(BRIEF): In the reply, include exactly the lines of the entries below from the first to the line with "pub const ALL: [Strategy;", that line included.

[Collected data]
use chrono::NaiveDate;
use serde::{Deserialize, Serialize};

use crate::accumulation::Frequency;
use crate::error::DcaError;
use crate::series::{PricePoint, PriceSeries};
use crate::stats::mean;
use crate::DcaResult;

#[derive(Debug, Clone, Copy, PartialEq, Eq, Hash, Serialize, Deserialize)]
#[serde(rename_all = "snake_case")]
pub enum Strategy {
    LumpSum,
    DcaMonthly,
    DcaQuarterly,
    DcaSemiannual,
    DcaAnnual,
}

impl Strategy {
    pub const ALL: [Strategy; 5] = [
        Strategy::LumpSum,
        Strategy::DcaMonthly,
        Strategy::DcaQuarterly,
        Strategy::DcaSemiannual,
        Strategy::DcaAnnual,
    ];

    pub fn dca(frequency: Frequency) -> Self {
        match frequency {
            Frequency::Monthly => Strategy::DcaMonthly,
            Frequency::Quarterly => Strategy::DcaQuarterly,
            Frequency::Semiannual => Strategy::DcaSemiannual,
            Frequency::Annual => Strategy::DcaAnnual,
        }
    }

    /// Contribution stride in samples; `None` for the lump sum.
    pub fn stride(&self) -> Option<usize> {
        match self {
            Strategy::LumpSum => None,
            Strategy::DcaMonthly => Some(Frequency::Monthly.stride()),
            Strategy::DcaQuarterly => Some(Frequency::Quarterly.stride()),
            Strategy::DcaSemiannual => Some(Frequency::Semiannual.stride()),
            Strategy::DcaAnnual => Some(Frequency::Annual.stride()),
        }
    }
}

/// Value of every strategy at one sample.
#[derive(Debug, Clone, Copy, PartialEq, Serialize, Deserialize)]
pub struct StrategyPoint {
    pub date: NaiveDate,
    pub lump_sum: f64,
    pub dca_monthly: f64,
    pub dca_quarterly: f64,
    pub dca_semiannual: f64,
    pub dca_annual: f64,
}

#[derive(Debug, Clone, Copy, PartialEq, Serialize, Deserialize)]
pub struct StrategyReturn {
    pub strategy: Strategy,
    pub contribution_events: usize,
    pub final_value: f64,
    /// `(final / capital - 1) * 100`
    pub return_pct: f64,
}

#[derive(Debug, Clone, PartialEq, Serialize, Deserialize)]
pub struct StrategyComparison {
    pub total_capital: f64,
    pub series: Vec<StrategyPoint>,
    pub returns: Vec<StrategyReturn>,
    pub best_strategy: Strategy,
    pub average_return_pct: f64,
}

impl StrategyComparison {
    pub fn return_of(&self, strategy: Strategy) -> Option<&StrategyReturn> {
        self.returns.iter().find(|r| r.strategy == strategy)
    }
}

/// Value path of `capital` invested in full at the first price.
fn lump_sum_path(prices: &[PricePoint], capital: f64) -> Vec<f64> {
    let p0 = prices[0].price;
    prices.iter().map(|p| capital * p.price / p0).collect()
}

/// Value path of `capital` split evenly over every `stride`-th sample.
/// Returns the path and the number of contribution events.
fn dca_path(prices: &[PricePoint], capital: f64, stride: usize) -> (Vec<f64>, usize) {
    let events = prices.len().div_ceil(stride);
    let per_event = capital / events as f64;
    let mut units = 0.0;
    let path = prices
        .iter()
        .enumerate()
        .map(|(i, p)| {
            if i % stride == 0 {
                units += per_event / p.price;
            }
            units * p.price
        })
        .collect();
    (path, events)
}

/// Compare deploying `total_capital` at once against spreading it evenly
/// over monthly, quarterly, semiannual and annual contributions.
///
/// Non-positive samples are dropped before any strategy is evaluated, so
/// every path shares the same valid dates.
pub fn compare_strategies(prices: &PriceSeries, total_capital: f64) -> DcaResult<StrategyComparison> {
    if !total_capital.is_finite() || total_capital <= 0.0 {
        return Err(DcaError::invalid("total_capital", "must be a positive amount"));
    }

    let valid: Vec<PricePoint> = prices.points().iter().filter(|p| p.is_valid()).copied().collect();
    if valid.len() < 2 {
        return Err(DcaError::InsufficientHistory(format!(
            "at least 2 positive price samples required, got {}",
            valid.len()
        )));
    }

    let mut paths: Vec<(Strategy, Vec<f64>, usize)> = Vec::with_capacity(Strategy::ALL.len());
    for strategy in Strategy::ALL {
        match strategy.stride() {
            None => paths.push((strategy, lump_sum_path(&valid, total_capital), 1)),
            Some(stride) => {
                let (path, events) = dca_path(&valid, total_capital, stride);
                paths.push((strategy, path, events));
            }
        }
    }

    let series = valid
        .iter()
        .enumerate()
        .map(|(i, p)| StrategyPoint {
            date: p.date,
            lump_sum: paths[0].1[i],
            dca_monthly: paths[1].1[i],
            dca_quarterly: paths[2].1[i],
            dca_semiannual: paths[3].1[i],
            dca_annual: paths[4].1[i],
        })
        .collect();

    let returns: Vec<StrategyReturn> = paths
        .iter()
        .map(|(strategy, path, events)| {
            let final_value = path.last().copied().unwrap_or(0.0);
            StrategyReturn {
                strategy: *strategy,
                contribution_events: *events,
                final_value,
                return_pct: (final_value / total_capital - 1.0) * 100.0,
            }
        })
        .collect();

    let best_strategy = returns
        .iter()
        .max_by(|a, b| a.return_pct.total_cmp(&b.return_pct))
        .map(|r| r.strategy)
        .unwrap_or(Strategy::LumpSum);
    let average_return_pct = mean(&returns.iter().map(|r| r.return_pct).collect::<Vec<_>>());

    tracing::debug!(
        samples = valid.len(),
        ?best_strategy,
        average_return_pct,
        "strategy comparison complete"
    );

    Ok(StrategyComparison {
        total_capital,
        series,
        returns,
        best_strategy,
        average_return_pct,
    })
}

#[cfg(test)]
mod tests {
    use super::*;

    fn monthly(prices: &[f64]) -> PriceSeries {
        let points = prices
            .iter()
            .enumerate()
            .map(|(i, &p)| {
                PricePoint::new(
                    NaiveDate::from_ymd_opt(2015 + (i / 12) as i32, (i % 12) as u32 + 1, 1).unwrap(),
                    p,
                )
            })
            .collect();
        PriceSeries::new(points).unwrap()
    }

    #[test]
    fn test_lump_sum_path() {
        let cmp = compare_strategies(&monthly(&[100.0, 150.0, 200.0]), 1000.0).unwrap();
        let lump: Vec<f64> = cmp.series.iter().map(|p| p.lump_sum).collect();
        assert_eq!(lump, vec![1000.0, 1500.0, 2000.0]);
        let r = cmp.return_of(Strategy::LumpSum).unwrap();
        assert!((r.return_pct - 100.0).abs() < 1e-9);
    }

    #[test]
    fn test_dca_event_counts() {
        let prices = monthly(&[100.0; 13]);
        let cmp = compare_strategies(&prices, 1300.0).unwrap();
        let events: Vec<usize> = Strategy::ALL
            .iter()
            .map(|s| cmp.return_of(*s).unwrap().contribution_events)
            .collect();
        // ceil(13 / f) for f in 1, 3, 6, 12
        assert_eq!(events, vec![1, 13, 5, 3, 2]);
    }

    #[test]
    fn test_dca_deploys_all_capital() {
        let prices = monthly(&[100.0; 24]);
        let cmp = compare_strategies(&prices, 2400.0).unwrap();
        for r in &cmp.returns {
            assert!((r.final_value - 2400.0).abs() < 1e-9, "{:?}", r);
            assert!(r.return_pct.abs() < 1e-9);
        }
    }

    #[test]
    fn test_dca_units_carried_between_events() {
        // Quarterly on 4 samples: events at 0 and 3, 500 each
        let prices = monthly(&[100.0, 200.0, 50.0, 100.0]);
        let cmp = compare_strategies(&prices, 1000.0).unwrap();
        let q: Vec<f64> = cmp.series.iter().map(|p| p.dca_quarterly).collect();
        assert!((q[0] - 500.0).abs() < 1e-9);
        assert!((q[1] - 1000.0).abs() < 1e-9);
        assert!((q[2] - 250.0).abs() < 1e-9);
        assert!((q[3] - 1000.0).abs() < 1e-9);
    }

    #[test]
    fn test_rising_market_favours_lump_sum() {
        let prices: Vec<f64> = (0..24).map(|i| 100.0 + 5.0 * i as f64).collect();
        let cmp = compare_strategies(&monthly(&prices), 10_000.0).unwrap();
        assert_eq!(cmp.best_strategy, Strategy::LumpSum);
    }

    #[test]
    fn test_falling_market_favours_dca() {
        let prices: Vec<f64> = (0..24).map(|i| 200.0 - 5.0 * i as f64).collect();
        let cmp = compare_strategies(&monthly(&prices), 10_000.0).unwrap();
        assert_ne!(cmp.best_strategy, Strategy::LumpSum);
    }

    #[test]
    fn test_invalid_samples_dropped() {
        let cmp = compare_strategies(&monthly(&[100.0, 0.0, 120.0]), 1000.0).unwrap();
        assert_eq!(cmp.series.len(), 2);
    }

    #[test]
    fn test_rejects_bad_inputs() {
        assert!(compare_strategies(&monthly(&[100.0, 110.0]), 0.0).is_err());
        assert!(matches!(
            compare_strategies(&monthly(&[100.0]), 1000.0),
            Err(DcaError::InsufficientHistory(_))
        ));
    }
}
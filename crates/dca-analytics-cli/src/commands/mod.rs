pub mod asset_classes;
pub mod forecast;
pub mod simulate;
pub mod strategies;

(TASK OUTPUT):
use chrono::NaiveDate;
use serde::{Deserialize, Serialize};

use crate::accumulation::Frequency;
use crate::error::DcaError;
use crate::series::{PricePoint, PriceSeries};
use crate::stats::mean;
use crate::DcaResult;

#[derive(Debug, Clone, Copy, PartialEq, Eq, Hash, Serialize, Deserialize)]
#[serde(rename_all = "snake_case")]
pub enum Strategy {
    LumpSum,
    DcaMonthly,
    DcaQuarterly,
    DcaSemiannual,
    DcaAnnual,
}

impl Strategy {
    pub const ALL: [Strategy; 5] = [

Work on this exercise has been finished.